Au-delà d’une période de surveillance active du site de stockage par l’exploitant, le transfert de responsabilité à l’Etat est prévu, une trentaine d’années après la fin de l’injection, sur la base de trois conditions : la conformité entre les modèles et les observations, l’absence de fuite détectable, la démonstration de l’évolution du stockage vers la stabilité à long terme. L’exploitant doit démanteler toutes les installations dont l’Etat ne fera plus usage et doit fournir à l’Etat un plan de surveillance reposant sur des mesures passives, c.-à-d. ne nécessitant pas une intervention particulière de l’Etat mais faisant partie de ses missions générales (par exemple via le suivi des aquifères d’eau potable, de la sismicité, des teneurs en CO2 en surface, etc.).
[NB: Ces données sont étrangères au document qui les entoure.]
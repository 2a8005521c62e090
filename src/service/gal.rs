//! Global address list federation
//!
//! GAL searches merge results from zero, one, or two sources: the engine's
//! own store and an externally configured directory. "Both" mode splits the
//! result budget in half, merges the matches (the sources are disjoint, so
//! the merge is de-duplicated by construction), and returns the later of
//! the two sync tokens. Because the underlying time comparison is
//! greater-or-equal, a freshly observed token is advanced by one second
//! before it is returned, so the next incremental sync does not re-fetch
//! what this one already saw.

use crate::directory::{DirEntry, Filter, SearchOptions, SearchScope};
use crate::domain::{names, DomainKey, EntityKind};
use crate::error::{AppError, Result};
use crate::service::Provisioning;
use chrono::{Duration, NaiveDateTime};

const A_GAL_LDAP_URL: &str = "provisGalLdapURL";
const A_GAL_LDAP_SEARCH_BASE: &str = "provisGalLdapSearchBase";

/// Earliest possible sync token, used when an incremental sync starts from
/// nothing
const EPOCH_TOKEN: &str = "19700101000000Z";
const TOKEN_FORMAT: &str = "%Y%m%d%H%M%SZ";

/// Which sources a GAL search consults
#[derive(Debug, Clone, Copy, PartialEq, Eq)]
pub enum GalMode {
    Internal,
    External,
    Both,
}

impl GalMode {
    fn from_attr(value: Option<&str>) -> Self {
        match value {
            Some("external") => GalMode::External,
            Some("both") => GalMode::Both,
            _ => GalMode::Internal,
        }
    }
}

/// What kind of entries to search for
#[derive(Debug, Clone, Copy, PartialEq, Eq)]
pub enum GalType {
    All,
    Account,
    Resource,
    Group,
}

/// A GAL search request
#[derive(Debug, Clone)]
pub struct GalSearchParams {
    pub domain: String,
    pub query: String,
    pub gal_type: GalType,
    /// Override the domain's configured mode
    pub mode: Option<GalMode>,
    /// Incremental sync: only entries changed at or after this token
    pub sync_token: Option<String>,
    /// Combined result budget; 0 uses the domain or engine default
    pub limit: usize,
}

impl GalSearchParams {
    pub fn new(domain: impl Into<String>, query: impl Into<String>) -> Self {
        Self {
            domain: domain.into(),
            query: query.into(),
            gal_type: GalType::All,
            mode: None,
            sync_token: None,
            limit: 0,
        }
    }
}

/// Merged search outcome
#[derive(Debug, Clone, Default)]
pub struct GalResult {
    pub matches: Vec<DirEntry>,
    pub next_sync_token: Option<String>,
    pub truncated: bool,
}

impl Provisioning {
    pub async fn search_gal(&self, params: GalSearchParams) -> Result<GalResult> {
        let domain = self
            .get_domain(DomainKey::Name(params.domain.clone()), false)
            .await?
            .ok_or_else(|| AppError::not_found("domain", &params.domain))?;

        let mode = params
            .mode
            .unwrap_or_else(|| GalMode::from_attr(domain.attrs.get(names::A_GAL_MODE)));
        let budget = if params.limit > 0 {
            params.limit
        } else {
            domain
                .attrs
                .get_i64(names::A_GAL_MAX_RESULTS)
                .and_then(|v| usize::try_from(v).ok())
                .unwrap_or(self.config().gal.max_results as usize)
        };

        match mode {
            GalMode::Internal => self.gal_internal(&domain.name, &params, budget).await,
            GalMode::External => self.gal_external(&domain.attrs, &params, budget).await,
            GalMode::Both => {
                // half the budget each; the sources are disjoint so the
                // merged list needs no dedup pass
                let half = budget.div_ceil(2);
                let internal = self.gal_internal(&domain.name, &params, half).await?;
                let external = self
                    .gal_external(&domain.attrs, &params, budget - internal.matches.len().min(half))
                    .await?;

                let mut matches = internal.matches;
                matches.extend(external.matches);
                Ok(GalResult {
                    matches,
                    next_sync_token: later_token(
                        internal.next_sync_token,
                        external.next_sync_token,
                    ),
                    truncated: internal.truncated || external.truncated,
                })
            }
        }
    }

    async fn gal_internal(
        &self,
        domain_name: &str,
        params: &GalSearchParams,
        budget: usize,
    ) -> Result<GalResult> {
        let base = self.dit().domain_dn(domain_name);
        let opts = SearchOptions {
            size_limit: budget,
            page_size: self.config().gal.page_size,
            ..Default::default()
        };

        // primary search; for type `all` resources are unioned in after
        let primary = self
            .store()
            .search(
                &base,
                SearchScope::Subtree,
                &gal_filter(params, primary_type_filter(params.gal_type)),
                &opts,
            )
            .await?;
        let mut matches = primary.entries;
        let mut truncated = primary.truncated;

        if params.gal_type == GalType::All && matches.len() < budget {
            let remaining = budget - matches.len();
            let resources = self
                .store()
                .search(
                    &base,
                    SearchScope::Subtree,
                    &gal_filter(
                        params,
                        Filter::object_class(EntityKind::CalendarResource.object_class()),
                    ),
                    &SearchOptions {
                        size_limit: remaining,
                        page_size: self.config().gal.page_size,
                        ..Default::default()
                    },
                )
                .await?;
            matches.extend(resources.entries);
            truncated = truncated || resources.truncated;
        }

        let next_sync_token = next_token(&matches, params.sync_token.as_deref());
        Ok(GalResult {
            matches,
            next_sync_token,
            truncated,
        })
    }

    async fn gal_external(
        &self,
        domain_attrs: &crate::domain::AttrMap,
        params: &GalSearchParams,
        budget: usize,
    ) -> Result<GalResult> {
        let url = domain_attrs
            .get(A_GAL_LDAP_URL)
            .ok_or_else(|| AppError::InvalidInput("external GAL has no URL configured".to_string()))?;
        let base = domain_attrs.get(A_GAL_LDAP_SEARCH_BASE).unwrap_or_default();

        let page = self
            .external()
            .search(
                url,
                base,
                &gal_filter(params, primary_type_filter(params.gal_type)),
                &SearchOptions {
                    size_limit: budget,
                    page_size: self.config().gal.page_size,
                    ..Default::default()
                },
            )
            .await?;

        let next_sync_token = next_token(&page.entries, params.sync_token.as_deref());
        Ok(GalResult {
            matches: page.entries,
            next_sync_token,
            truncated: page.truncated,
        })
    }
}

fn primary_type_filter(gal_type: GalType) -> Filter {
    let account = Filter::and(vec![
        Filter::object_class(EntityKind::Account.object_class()),
        Filter::Not(Box::new(Filter::object_class(
            EntityKind::CalendarResource.object_class(),
        ))),
    ]);
    let group = Filter::object_class(EntityKind::DistributionList.object_class());
    match gal_type {
        GalType::Account => account,
        GalType::Resource => Filter::object_class(EntityKind::CalendarResource.object_class()),
        GalType::Group => group,
        // resources are unioned in separately, against the remaining budget
        GalType::All => Filter::or(vec![account, group]),
    }
}

fn gal_filter(params: &GalSearchParams, type_filter: Filter) -> Filter {
    let mut parts = vec![type_filter];
    match &params.sync_token {
        Some(token) => {
            // greater-or-equal is all the protocol offers
            parts.push(Filter::Ge(
                names::A_MODIFIED_TIMESTAMP.to_string(),
                if token.is_empty() {
                    EPOCH_TOKEN.to_string()
                } else {
                    token.clone()
                },
            ));
        }
        None => {
            if !params.query.is_empty() {
                let query = params.query.clone();
                parts.push(Filter::or(
                    ["cn", names::A_MAIL, "displayName", "givenName", "sn"]
                        .iter()
                        .map(|attr| Filter::Contains(attr.to_string(), query.clone()))
                        .collect(),
                ));
            }
        }
    }
    Filter::and(parts)
}

/// Compute the token to hand back: the latest change stamp observed in this
/// batch, advanced by one second; with nothing new, the supplied token
/// comes back unchanged
fn next_token(entries: &[DirEntry], supplied: Option<&str>) -> Option<String> {
    supplied?;
    let observed = entries
        .iter()
        .filter_map(|e| e.attrs.get(names::A_MODIFIED_TIMESTAMP))
        .max();
    match observed {
        Some(stamp) => Some(advance_token(stamp)),
        None => supplied.map(|t| {
            if t.is_empty() {
                EPOCH_TOKEN.to_string()
            } else {
                t.to_string()
            }
        }),
    }
}

fn advance_token(stamp: &str) -> String {
    match NaiveDateTime::parse_from_str(stamp, TOKEN_FORMAT) {
        Ok(parsed) => (parsed + Duration::seconds(1))
            .format(TOKEN_FORMAT)
            .to_string(),
        Err(_) => stamp.to_string(),
    }
}

fn later_token(left: Option<String>, right: Option<String>) -> Option<String> {
    match (left, right) {
        (Some(l), Some(r)) => Some(if l >= r { l } else { r }),
        (l, r) => l.or(r),
    }
}

#[cfg(test)]
mod tests {
    use super::*;
    use crate::domain::AttrMap;

    #[test]
    fn test_advance_token_by_one_second() {
        assert_eq!(advance_token("20240115103000Z"), "20240115103001Z");
        assert_eq!(advance_token("20231231235959Z"), "20240101000000Z");
    }

    #[test]
    fn test_later_token() {
        assert_eq!(
            later_token(
                Some("20240115103000Z".to_string()),
                Some("20240116000000Z".to_string())
            ),
            Some("20240116000000Z".to_string())
        );
        assert_eq!(
            later_token(None, Some("20240116000000Z".to_string())),
            Some("20240116000000Z".to_string())
        );
    }

    #[test]
    fn test_next_token_keeps_supplied_when_nothing_new() {
        assert_eq!(
            next_token(&[], Some("20240115103000Z")),
            Some("20240115103000Z".to_string())
        );
        // no sync in progress: no token at all
        assert_eq!(next_token(&[], None), None);
    }

    #[test]
    fn test_next_token_advances_observed() {
        let mut attrs = AttrMap::new();
        attrs.set(names::A_MODIFIED_TIMESTAMP, "20240115103000Z");
        let entries = vec![DirEntry {
            dn: "uid=a".to_string(),
            attrs,
        }];
        assert_eq!(
            next_token(&entries, Some("")),
            Some("20240115103001Z".to_string())
        );
    }

    #[test]
    fn test_mode_parsing() {
        assert_eq!(GalMode::from_attr(Some("both")), GalMode::Both);
        assert_eq!(GalMode::from_attr(Some("external")), GalMode::External);
        assert_eq!(GalMode::from_attr(None), GalMode::Internal);
    }
}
L’exploitant devra aussi indiquer à l’Etat les mesures actives qu’il avait prévues lors de la phase sous sa responsabilité, afin que l’Etat puisse les activer en cas de dysfonctionnement. Mais en principe le site de stockage évoluera vers un état d’équilibre stable et se confondra sur le long terme avec un gisement naturel de CO2.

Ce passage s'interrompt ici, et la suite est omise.